• _DIRECTIONS FOR THIS TASK_
Whenever a line in the records below holds the string "UsageService", copy it out.

BEGIN RECORDS TO PROCESS

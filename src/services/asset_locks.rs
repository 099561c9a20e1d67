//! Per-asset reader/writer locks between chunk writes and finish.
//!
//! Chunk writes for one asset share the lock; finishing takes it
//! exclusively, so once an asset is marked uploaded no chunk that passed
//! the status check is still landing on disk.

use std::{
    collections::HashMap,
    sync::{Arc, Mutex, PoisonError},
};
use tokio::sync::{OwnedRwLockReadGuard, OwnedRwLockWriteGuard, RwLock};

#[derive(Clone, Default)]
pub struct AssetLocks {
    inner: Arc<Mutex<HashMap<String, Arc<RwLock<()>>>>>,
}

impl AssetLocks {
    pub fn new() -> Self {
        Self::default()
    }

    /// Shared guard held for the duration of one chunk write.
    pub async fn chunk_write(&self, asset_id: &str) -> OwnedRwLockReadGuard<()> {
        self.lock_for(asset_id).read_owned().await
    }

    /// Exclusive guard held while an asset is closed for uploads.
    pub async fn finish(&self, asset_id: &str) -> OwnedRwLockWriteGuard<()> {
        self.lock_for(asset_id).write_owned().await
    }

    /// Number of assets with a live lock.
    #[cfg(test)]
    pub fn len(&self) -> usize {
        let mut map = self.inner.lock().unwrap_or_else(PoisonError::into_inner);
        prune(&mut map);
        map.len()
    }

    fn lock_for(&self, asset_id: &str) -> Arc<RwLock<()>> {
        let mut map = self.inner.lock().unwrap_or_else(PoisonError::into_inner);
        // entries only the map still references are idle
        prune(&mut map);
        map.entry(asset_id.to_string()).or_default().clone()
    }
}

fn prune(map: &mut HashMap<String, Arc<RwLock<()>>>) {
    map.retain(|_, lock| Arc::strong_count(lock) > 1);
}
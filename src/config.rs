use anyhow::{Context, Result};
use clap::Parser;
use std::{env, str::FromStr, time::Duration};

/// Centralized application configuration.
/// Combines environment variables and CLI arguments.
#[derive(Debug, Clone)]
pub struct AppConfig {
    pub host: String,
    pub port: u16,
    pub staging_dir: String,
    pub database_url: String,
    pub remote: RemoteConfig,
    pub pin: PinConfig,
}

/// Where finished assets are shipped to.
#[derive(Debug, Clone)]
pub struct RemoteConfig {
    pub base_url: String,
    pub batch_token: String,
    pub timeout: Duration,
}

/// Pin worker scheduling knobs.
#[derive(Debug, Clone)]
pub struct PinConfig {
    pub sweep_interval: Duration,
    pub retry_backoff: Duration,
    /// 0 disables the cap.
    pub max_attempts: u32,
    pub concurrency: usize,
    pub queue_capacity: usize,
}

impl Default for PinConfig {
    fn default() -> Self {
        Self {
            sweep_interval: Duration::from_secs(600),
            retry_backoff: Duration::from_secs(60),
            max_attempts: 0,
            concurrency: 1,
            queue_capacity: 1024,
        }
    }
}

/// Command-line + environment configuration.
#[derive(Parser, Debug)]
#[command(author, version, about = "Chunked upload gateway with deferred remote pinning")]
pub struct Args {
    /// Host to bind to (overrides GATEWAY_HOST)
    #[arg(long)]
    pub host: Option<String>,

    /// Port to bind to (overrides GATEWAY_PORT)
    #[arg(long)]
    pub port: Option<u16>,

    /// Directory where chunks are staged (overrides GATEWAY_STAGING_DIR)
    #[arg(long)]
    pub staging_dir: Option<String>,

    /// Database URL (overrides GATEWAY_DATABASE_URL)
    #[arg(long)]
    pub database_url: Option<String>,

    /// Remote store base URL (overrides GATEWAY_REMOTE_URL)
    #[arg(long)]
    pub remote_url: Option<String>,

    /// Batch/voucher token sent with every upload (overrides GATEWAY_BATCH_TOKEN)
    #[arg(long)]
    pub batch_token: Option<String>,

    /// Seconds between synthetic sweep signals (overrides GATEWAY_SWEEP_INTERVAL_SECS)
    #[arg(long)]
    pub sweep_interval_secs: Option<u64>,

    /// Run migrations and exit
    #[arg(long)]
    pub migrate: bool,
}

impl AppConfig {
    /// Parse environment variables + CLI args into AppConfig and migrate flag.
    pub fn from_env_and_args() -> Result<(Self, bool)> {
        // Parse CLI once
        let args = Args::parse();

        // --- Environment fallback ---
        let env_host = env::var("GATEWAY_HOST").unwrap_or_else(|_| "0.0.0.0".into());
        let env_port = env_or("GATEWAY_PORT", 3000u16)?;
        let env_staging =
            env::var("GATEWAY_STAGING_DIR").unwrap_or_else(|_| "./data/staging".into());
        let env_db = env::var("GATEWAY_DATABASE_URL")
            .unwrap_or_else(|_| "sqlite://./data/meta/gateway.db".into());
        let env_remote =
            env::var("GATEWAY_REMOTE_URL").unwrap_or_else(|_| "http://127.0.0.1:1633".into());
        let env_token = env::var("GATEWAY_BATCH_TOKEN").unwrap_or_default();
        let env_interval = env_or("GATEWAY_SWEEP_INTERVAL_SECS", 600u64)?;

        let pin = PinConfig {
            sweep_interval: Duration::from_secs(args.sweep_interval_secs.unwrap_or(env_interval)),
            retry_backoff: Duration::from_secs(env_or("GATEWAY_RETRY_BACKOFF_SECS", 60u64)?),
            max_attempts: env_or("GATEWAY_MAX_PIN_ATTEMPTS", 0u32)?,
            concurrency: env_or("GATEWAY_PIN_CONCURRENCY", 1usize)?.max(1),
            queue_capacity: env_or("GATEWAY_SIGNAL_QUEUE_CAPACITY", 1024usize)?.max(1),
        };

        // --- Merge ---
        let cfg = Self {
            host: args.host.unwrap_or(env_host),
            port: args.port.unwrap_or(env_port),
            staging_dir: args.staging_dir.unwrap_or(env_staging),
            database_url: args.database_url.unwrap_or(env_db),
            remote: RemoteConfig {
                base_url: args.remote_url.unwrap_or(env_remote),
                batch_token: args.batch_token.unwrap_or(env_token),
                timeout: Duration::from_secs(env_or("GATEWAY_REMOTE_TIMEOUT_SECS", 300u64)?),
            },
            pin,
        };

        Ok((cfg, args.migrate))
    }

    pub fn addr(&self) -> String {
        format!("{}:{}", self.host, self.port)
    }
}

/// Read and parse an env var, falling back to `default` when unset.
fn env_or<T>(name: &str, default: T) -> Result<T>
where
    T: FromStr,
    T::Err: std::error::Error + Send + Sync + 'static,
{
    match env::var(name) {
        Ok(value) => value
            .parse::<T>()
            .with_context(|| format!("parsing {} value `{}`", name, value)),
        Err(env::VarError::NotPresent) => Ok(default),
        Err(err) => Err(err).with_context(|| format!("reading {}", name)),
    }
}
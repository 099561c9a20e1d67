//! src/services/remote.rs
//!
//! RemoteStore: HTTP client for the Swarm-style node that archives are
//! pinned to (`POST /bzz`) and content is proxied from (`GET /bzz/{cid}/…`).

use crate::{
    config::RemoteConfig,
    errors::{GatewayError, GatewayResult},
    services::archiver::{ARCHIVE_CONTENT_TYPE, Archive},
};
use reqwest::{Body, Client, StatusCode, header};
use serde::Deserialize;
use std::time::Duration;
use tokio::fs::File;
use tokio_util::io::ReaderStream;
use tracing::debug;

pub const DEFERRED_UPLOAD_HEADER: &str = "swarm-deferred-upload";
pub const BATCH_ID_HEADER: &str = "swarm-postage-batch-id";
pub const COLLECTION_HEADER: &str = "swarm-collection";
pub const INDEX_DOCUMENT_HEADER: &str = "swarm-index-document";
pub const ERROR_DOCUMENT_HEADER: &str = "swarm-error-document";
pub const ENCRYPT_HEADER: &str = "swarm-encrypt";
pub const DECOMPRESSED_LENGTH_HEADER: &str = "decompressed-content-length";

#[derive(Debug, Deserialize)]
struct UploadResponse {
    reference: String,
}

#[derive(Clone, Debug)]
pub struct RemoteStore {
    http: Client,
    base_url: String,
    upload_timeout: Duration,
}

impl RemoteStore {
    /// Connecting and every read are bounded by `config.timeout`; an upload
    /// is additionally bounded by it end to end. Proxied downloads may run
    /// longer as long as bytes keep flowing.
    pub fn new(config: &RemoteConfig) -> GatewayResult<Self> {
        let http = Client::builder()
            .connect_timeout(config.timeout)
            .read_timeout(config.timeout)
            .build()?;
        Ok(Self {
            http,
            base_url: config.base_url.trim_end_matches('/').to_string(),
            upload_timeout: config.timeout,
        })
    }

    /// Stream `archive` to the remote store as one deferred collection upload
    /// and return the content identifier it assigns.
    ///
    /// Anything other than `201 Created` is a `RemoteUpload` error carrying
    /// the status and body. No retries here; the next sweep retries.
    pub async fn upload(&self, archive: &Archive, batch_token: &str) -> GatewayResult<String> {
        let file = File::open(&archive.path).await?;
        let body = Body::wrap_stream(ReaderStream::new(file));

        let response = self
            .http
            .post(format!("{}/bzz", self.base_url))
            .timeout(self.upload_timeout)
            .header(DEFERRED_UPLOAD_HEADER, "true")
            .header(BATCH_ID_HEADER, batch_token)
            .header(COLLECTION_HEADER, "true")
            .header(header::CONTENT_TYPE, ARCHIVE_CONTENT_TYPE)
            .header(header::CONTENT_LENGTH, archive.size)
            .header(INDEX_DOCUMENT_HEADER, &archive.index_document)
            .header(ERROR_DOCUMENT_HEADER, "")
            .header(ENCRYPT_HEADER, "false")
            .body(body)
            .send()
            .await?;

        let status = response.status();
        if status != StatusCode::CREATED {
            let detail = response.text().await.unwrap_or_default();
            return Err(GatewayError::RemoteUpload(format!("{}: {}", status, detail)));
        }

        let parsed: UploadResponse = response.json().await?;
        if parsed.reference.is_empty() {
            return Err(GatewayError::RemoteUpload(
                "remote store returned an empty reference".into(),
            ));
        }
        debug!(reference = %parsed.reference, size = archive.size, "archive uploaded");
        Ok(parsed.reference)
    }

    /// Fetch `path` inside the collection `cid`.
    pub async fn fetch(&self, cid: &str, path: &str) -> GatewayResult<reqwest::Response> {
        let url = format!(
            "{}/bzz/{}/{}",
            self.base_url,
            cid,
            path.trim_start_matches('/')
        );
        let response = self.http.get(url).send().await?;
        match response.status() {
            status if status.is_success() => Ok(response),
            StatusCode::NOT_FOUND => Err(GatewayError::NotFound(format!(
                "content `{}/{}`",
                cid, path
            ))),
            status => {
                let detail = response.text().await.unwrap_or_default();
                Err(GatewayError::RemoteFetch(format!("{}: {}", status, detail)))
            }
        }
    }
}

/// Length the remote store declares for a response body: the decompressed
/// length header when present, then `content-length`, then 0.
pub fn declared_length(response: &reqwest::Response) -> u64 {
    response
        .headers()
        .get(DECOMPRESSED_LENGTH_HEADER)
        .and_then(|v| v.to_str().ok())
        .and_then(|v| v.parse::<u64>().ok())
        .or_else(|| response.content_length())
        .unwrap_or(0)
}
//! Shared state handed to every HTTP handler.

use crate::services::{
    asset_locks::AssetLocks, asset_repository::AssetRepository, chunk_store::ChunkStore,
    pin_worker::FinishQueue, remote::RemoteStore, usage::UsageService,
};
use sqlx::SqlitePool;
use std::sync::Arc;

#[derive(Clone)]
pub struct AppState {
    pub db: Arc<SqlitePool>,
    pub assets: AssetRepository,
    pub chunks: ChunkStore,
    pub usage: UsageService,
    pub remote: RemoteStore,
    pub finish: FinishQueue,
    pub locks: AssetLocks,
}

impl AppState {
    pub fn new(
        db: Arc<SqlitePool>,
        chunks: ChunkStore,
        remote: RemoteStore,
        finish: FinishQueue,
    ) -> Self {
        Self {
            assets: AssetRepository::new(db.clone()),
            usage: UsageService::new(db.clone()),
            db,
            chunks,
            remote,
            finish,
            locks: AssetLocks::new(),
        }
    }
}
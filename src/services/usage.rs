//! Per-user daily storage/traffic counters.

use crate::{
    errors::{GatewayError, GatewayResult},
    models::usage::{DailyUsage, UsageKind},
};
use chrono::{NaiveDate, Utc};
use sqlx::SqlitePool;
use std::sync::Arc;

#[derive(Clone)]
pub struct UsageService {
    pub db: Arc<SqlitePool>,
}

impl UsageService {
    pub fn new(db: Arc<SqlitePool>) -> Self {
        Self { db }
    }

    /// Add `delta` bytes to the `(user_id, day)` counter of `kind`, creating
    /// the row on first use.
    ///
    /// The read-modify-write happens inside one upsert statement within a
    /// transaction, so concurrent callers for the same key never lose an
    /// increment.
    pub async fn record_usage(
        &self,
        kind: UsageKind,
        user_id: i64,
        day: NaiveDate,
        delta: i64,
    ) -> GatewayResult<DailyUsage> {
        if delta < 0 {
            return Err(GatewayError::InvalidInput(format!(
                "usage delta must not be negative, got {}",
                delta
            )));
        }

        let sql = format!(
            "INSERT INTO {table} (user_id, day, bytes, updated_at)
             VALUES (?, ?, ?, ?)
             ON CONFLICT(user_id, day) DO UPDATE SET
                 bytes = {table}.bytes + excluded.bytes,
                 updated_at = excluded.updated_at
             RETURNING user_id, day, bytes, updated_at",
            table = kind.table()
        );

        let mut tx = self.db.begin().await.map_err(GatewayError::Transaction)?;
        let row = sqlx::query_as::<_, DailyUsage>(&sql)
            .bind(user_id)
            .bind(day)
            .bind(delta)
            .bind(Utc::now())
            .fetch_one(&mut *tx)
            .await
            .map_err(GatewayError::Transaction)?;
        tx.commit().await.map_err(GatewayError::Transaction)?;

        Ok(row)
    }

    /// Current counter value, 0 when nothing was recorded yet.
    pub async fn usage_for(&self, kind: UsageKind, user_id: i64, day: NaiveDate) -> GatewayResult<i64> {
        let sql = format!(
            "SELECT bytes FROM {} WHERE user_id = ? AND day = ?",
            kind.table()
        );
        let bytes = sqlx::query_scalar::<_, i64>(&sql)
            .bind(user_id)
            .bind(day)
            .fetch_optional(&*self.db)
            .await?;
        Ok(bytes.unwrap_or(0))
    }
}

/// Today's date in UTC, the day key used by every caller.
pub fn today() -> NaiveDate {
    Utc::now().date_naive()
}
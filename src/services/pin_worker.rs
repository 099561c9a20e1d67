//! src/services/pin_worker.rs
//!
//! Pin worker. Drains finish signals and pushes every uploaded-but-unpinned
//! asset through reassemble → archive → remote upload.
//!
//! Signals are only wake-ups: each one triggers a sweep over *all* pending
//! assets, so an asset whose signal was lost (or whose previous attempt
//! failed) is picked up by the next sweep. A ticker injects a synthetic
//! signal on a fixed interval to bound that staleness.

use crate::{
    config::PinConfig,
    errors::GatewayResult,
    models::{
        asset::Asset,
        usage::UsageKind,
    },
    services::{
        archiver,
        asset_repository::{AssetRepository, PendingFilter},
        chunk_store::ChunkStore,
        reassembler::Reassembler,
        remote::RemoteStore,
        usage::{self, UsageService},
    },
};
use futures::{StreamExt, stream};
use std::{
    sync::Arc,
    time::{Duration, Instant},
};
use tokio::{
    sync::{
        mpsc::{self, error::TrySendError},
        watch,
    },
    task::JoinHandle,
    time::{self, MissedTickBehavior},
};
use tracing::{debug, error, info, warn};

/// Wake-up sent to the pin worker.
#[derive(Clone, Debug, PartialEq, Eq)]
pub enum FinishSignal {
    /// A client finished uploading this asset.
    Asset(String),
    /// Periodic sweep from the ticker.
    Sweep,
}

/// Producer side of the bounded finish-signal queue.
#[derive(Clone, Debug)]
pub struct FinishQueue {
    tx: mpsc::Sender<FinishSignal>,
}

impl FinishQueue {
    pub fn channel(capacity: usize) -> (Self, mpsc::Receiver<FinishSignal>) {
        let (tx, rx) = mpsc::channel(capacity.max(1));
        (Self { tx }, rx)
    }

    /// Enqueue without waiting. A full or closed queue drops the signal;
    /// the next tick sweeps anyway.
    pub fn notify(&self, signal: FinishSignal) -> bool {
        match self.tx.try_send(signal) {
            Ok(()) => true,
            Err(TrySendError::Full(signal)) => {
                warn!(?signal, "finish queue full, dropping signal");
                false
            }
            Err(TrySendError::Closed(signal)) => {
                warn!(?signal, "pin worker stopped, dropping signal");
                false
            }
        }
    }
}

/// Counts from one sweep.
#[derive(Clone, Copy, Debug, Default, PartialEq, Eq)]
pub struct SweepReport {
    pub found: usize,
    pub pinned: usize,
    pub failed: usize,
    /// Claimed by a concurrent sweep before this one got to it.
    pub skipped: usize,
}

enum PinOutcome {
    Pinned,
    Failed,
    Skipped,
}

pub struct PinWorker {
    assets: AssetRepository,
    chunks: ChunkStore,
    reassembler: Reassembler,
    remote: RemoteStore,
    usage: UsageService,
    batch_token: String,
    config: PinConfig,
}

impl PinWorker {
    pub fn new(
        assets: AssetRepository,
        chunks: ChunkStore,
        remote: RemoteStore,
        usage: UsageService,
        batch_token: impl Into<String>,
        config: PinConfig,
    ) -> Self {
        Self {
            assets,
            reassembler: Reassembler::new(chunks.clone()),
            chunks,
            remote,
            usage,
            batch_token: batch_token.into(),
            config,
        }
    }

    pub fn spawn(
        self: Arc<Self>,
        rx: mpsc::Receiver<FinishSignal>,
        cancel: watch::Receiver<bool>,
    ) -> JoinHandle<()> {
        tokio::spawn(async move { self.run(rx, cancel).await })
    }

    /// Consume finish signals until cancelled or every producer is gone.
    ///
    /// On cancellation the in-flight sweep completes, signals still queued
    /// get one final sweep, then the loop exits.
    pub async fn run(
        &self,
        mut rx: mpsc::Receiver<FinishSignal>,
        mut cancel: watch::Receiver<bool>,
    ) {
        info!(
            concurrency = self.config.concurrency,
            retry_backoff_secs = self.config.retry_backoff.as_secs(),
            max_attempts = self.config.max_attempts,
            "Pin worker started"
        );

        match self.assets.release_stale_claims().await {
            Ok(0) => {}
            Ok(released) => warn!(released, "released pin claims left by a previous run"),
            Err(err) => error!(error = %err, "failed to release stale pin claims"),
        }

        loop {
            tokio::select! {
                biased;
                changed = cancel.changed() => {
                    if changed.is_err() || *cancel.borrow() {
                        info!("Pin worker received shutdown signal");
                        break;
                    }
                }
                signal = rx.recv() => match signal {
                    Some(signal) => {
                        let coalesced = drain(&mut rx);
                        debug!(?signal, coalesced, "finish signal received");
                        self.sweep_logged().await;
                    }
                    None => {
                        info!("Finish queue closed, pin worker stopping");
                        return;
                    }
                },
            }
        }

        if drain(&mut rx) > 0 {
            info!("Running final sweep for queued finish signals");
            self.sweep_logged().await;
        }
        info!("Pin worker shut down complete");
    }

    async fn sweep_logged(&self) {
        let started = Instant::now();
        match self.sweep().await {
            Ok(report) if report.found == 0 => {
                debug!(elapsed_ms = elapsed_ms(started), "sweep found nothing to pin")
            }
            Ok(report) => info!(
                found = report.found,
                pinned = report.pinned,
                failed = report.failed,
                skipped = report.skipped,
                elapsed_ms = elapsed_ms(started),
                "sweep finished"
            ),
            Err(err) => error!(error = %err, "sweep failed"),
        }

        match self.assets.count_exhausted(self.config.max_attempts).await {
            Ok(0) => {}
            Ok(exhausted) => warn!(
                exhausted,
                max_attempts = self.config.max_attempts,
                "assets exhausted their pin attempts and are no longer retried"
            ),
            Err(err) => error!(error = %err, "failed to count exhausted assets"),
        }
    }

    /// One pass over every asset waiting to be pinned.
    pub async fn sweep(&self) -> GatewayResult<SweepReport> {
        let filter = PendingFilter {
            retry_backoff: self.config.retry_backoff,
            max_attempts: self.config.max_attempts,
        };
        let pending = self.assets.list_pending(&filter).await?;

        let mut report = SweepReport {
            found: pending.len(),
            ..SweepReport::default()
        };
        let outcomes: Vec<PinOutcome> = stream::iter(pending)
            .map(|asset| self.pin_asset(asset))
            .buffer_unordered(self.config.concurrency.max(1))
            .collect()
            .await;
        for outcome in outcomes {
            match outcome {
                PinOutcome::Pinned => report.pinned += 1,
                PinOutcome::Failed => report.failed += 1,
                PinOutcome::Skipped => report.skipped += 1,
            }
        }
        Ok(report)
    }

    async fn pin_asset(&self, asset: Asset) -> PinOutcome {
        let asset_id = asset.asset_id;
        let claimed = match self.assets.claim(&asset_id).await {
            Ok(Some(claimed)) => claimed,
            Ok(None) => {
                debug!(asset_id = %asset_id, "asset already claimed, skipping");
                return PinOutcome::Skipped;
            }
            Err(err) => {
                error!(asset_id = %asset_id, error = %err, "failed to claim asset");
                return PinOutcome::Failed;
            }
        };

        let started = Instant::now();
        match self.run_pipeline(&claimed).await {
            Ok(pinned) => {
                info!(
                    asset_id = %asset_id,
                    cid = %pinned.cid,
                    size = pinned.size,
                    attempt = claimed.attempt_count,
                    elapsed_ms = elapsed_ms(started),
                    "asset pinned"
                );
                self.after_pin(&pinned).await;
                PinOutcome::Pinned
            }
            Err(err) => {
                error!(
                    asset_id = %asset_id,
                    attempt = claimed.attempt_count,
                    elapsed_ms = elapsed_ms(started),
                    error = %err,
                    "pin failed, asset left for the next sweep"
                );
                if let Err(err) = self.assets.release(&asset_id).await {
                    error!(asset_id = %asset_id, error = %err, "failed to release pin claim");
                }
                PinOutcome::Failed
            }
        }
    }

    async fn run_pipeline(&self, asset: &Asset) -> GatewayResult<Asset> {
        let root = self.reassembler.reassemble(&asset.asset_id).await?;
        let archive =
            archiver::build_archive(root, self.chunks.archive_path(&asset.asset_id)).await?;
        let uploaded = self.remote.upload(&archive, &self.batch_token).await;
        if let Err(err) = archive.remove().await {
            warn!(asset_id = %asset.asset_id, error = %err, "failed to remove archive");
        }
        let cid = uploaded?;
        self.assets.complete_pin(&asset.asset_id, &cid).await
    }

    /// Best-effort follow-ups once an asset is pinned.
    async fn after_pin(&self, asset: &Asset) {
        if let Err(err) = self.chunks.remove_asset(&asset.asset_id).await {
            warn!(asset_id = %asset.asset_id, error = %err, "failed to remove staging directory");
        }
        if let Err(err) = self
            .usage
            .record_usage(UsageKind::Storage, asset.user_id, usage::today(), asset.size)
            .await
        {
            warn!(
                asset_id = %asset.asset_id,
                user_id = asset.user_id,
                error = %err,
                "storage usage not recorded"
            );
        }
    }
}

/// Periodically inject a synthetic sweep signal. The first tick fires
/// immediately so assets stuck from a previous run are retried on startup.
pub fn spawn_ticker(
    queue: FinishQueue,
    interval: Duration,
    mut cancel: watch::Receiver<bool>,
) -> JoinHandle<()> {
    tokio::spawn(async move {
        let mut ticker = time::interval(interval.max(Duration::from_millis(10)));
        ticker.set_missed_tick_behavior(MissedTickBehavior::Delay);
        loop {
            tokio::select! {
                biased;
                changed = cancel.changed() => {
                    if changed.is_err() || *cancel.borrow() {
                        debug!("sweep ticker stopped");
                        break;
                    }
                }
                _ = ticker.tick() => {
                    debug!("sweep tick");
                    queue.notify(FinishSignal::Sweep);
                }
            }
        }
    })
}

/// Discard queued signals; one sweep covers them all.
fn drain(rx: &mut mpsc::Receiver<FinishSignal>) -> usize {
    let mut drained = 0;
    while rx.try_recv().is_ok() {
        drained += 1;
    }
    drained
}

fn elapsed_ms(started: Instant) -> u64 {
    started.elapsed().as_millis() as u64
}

END RECORDS TO PROCESS

• _RESPONSE AREA_
    pin_worker::FinishQueue, remote::RemoteStore, usage::UsageService,
    pub usage: UsageService,
            usage: UsageService::new(db.clone()),
pub struct UsageService {
impl UsageService {
        usage::{self, UsageService},
    usage: UsageService,
        usage: UsageService,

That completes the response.